(Input material begins)
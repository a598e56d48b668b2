pub mod app;
pub mod utils;
pub mod debugging;

mod alloc;
pub use alloc::*;
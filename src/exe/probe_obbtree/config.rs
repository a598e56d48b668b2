use std::error::Error;
use std::fmt::{Debug, Display, Formatter};
use std::path::Path;
use serde::Deserialize;
use containers_obbtree::{BuildOptions, ObbTreeError};

#[derive(Debug)]
pub enum ProbeError
{
    Io(std::io::Error),
    Toml(toml::de::Error),
    InvalidConfig(&'static str),
    Tree(ObbTreeError),
    MissedElement { query: usize, element: u32 },
    UnexpectedHit { query: usize, element: u32 },
    DuplicateHit { query: usize, element: u32 },
}
impl Display for ProbeError
{
    fn fmt(&self, f: &mut Formatter<'_>) -> std::fmt::Result { Debug::fmt(self, f) }
}
impl Error for ProbeError
{
    fn source(&self) -> Option<&(dyn Error + 'static)>
    {
        match self
        {
            Self::Io(err) => Some(err),
            Self::Toml(err) => Some(err),
            Self::Tree(err) => Some(err),
            _ => None,
        }
    }
}
impl From<std::io::Error> for ProbeError
{
    fn from(err: std::io::Error) -> Self { Self::Io(err) }
}
impl From<toml::de::Error> for ProbeError
{
    fn from(err: toml::de::Error) -> Self { Self::Toml(err) }
}
impl From<ObbTreeError> for ProbeError
{
    fn from(err: ObbTreeError) -> Self { Self::Tree(err) }
}

/// Random scene and query parameters. Missing keys take their default.
#[derive(Debug, Clone, PartialEq, Deserialize)]
#[serde(default)]
pub struct ProbeConfig
{
    pub element_count: usize,
    pub points_per_element: usize,
    pub scatter_extent: f32, // elements are centered in [-extent, extent]^3
    pub element_size: f32,
    pub inflation_radius: f32,
    pub query_count: usize,
    pub query_size: f32,
    pub seed: u64,
    pub build: BuildOptions,
}
impl Default for ProbeConfig
{
    fn default() -> Self
    {
        Self
        {
            element_count: 10_000,
            points_per_element: 8,
            scatter_extent: 100.0,
            element_size: 1.0,
            inflation_radius: 0.05,
            query_count: 1_000,
            query_size: 5.0,
            seed: 0x0bb7_7ee5,
            build: BuildOptions::default(),
        }
    }
}
impl ProbeConfig
{
    pub fn parse(toml_str: &str) -> Result<Self, ProbeError>
    {
        let config: Self = toml::from_str(toml_str)?;
        config.check()?;
        Ok(config)
    }

    pub fn load(path: &Path) -> Result<Self, ProbeError>
    {
        let toml_str = std::fs::read_to_string(path)?;
        Self::parse(&toml_str)
    }

    pub fn check(&self) -> Result<(), ProbeError>
    {
        if self.points_per_element == 0
        {
            return Err(ProbeError::InvalidConfig("points_per_element must be at least 1"));
        }
        if !(self.scatter_extent >= 0.0)
        {
            return Err(ProbeError::InvalidConfig("scatter_extent must be non-negative"));
        }
        if !(self.element_size > 0.0) || !(self.query_size > 0.0)
        {
            return Err(ProbeError::InvalidConfig("element_size and query_size must be positive"));
        }
        if !(self.inflation_radius >= 0.0)
        {
            return Err(ProbeError::InvalidConfig("inflation_radius must be non-negative"));
        }
        Ok(())
    }
}

#[cfg(test)]
mod tests
{
    use super::*;

    #[test]
    fn partial_file()
    {
        let config = ProbeConfig::parse(r#"
            element_count = 25
            seed = 9

            [build]
            validate = true
        "#).unwrap();

        assert_eq!(config.element_count, 25);
        assert_eq!(config.seed, 9);
        assert!(config.build.validate);
        assert_eq!(config.query_count, ProbeConfig::default().query_count);
    }

    #[test]
    fn empty_file()
    {
        assert_eq!(ProbeConfig::parse("").unwrap(), ProbeConfig::default());
    }

    #[test]
    fn rejects_bad_values()
    {
        assert!(matches!(ProbeConfig::parse("points_per_element = 0"), Err(ProbeError::InvalidConfig(_))));
        assert!(matches!(ProbeConfig::parse("query_size = -1.0"), Err(ProbeError::InvalidConfig(_))));
        assert!(matches!(ProbeConfig::parse("element_count = \"lots\""), Err(ProbeError::Toml(_))));
    }
}
use glam::Vec3;
use containers_obbtree::{NodeIndex, ObbTree};
use math_obbtree::{Intersects, OBB};
use crate::scenes::*;

fn check_coverage<const C: usize>(tree: &ObbTree<C>, element_count: usize)
{
    let mut placed = vec![0u32; element_count];
    for leaf in leaves(tree)
    {
        let count = tree.node_member_count(leaf);
        assert!((1..=C).contains(&count), "{leaf:?} holds {count} members");
        for j in 0..count
        {
            let element = tree.node_member(leaf, j) as usize;
            placed[element] += 1;
            assert_eq!(tree.leaf_of(element), leaf);
        }
    }
    assert!(placed.iter().all(|p| *p == 1), "every element must be in exactly one leaf");
}

fn check_layout<const C: usize>(tree: &ObbTree<C>)
{
    // count each node's subtree by walking parents and compare against the skip range
    let mut subtree_sizes = vec![0u32; tree.node_count()];
    for n in 0..tree.node_count()
    {
        for ancestor in ancestors(tree, NodeIndex::some(n))
        {
            subtree_sizes[ancestor.index()] += 1;
            assert!(ancestor.index() <= n);
            assert!(n <= ancestor.index() + tree.node_skip(ancestor) as usize, "node {n} outside the range of {ancestor:?}");
        }
    }
    for n in 0..tree.node_count()
    {
        assert_eq!(subtree_sizes[n], tree.node_skip(NodeIndex::some(n)) + 1);
    }
}

#[test]
fn structure_across_capacities()
{
    let scene = point_scene(11, 777, 60.0, 0.1);

    let mut tree1 = ObbTree::<1>::new();
    tree1.build(&scene.boxes, &scene.clouds, 0.1).unwrap();
    check_coverage(&tree1, 777);
    check_layout(&tree1);
    assert_eq!(tree1.node_count(), 2 * 777 - 1);

    let mut tree4 = ObbTree::<4>::new();
    tree4.build(&scene.boxes, &scene.clouds, 0.1).unwrap();
    check_coverage(&tree4, 777);
    check_layout(&tree4);

    let mut tree16 = ObbTree::<16>::new();
    tree16.build(&scene.boxes, &scene.clouds, 0.1).unwrap();
    check_coverage(&tree16, 777);
    check_layout(&tree16);

    assert!(tree16.node_count() < tree4.node_count());
    assert!(tree4.node_count() < tree1.node_count());
}

#[test]
fn capacity_doubles()
{
    let scene = point_scene(3, 40, 20.0, 0.0);
    let mut tree = ObbTree::<1>::new();
    tree.build(&scene.boxes, &scene.clouds, 0.0).unwrap();

    // 79 nodes: 16 -> 32 -> 64 -> 128
    assert_eq!(tree.node_count(), 79);
    assert_eq!(tree.capacity(), 128);

    // a smaller rebuild reuses the storage
    tree.build(&scene.boxes[..5], &scene.clouds[..5], 0.0).unwrap();
    assert_eq!(tree.node_count(), 9);
    assert_eq!(tree.capacity(), 128);
}

#[test]
fn enclosure()
{
    let scene = point_scene(21, 400, 40.0, 0.2);
    let mut tree = ObbTree::<3>::new();
    tree.build(&scene.boxes, &scene.clouds, 0.2).unwrap();

    for leaf in leaves(&tree)
    {
        for &element in tree.node(leaf).members()
        {
            for node in ancestors(&tree, leaf)
            {
                let obb = tree.node_obb(node);
                for p in &scene.clouds[element as usize]
                {
                    assert!(obb.contains_point(*p, 1e-3), "{p} of element {element} escapes {node:?}");
                }
            }
        }
    }
}

#[test]
fn query_finds_every_touching_point()
{
    let scene = point_scene(5150, 1500, 50.0, 0.0);
    let mut tree = ObbTree::<4>::new();
    tree.build(&scene.boxes, &scene.clouds, 0.0).unwrap();

    let mut rng = seeded(8);
    let mut hits = Vec::new();
    for _ in 0..200
    {
        let query = random_obb(&mut rng, 50.0, 8.0);
        hits.clear();
        let tests = tree.query(&mut hits, &query);
        assert!(tests as usize <= tree.node_count());

        for (element, cloud) in scene.clouds.iter().enumerate()
        {
            // inflation 0 means a point on a node face is only enclosed up to rounding
            if cloud.iter().any(|p| query.contains_point(*p, -1e-3))
            {
                assert!(hits.contains(&(element as u32)), "missed element {element}");
            }
        }

        // nothing is reported from a leaf that misses the query
        for &hit in &hits
        {
            assert!(tree.node_obb(tree.leaf_of(hit as usize)).overlaps(&query));
        }
    }
}

#[test]
fn query_superset_of_overlapping_boxes()
{
    // with box corners as the point clouds every node encloses its elements' boxes
    let boxes = box_scene(2024, 1200, 60.0);
    let mut tree = ObbTree::<4>::new();
    tree.build_from_boxes(&boxes).unwrap();

    let mut rng = seeded(99);
    let mut hits = Vec::new();
    for _ in 0..200
    {
        let query = random_obb(&mut rng, 60.0, 10.0);
        hits.clear();
        tree.query(&mut hits, &query);
        hits.sort_unstable();

        for (element, obb) in boxes.iter().enumerate()
        {
            // shrunk slightly so rounding in the fit can't turn a graze into a miss
            let shrunk = OBB { half_extents: obb.half_extents - Vec3::splat(1e-3), ..*obb };
            if shrunk.overlaps(&query)
            {
                assert!(hits.binary_search(&(element as u32)).is_ok(), "missed element {element}");
            }
        }
    }
}

#[test]
fn separated_leaves_never_reported()
{
    let scene = point_scene(31337, 1000, 80.0, 0.1);
    let mut tree = ObbTree::<4>::new();
    tree.build(&scene.boxes, &scene.clouds, 0.1).unwrap();

    let mut rng = seeded(4);
    let mut hits = Vec::new();
    for _ in 0..100
    {
        let query = random_obb(&mut rng, 80.0, 6.0);
        hits.clear();
        tree.query(&mut hits, &query);

        for leaf in leaves(&tree)
        {
            let leaf_sphere = tree.node_obb(leaf).bounding_sphere();
            if !leaf_sphere.get_intersection(query.bounding_sphere()).is_any()
            {
                for &member in tree.node(leaf).members()
                {
                    assert!(!hits.contains(&member), "element {member} is separated from the query");
                }
            }
        }
    }
}

#[test]
fn selective_queries_prune()
{
    // a grid of unit cubes, queried with boxes around single cubes
    let mut boxes = Vec::new();
    for x in 0..16 { for y in 0..16 { for z in 0..4
    {
        boxes.push(OBB::from_center_half(Vec3::new(x as f32, y as f32, z as f32) * 3.0, Vec3::splat(0.5)));
    }}}

    let mut tree = ObbTree::<2>::new();
    tree.build_from_boxes(&boxes).unwrap();

    let mut hits = Vec::new();
    for (element, obb) in boxes.iter().enumerate().step_by(37)
    {
        hits.clear();
        let tests = tree.query(&mut hits, &OBB { half_extents: Vec3::splat(0.25), ..*obb });
        assert!(hits.contains(&(element as u32)));
        assert!((tests as usize) < tree.node_count() / 4, "{tests} overlap tests for a single-cube query");
    }
}

#[test]
fn heights()
{
    let scene = point_scene(77, 256, 30.0, 0.0);
    let mut tree = ObbTree::<1>::new();
    tree.build(&scene.boxes, &scene.clouds, 0.0).unwrap();

    for element in 0..256
    {
        let height = tree.height(element);
        assert!(height >= 2);
        assert_eq!(height as usize, ancestors(&tree, tree.leaf_of(element)).count());
    }
}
(Input material ends)
◆ **What to produce**: Out of the entries, pull every line that mentions "derive".

◆ **Expected answer**:
#[derive(Debug)]
#[derive(Debug, Clone, PartialEq, Deserialize)]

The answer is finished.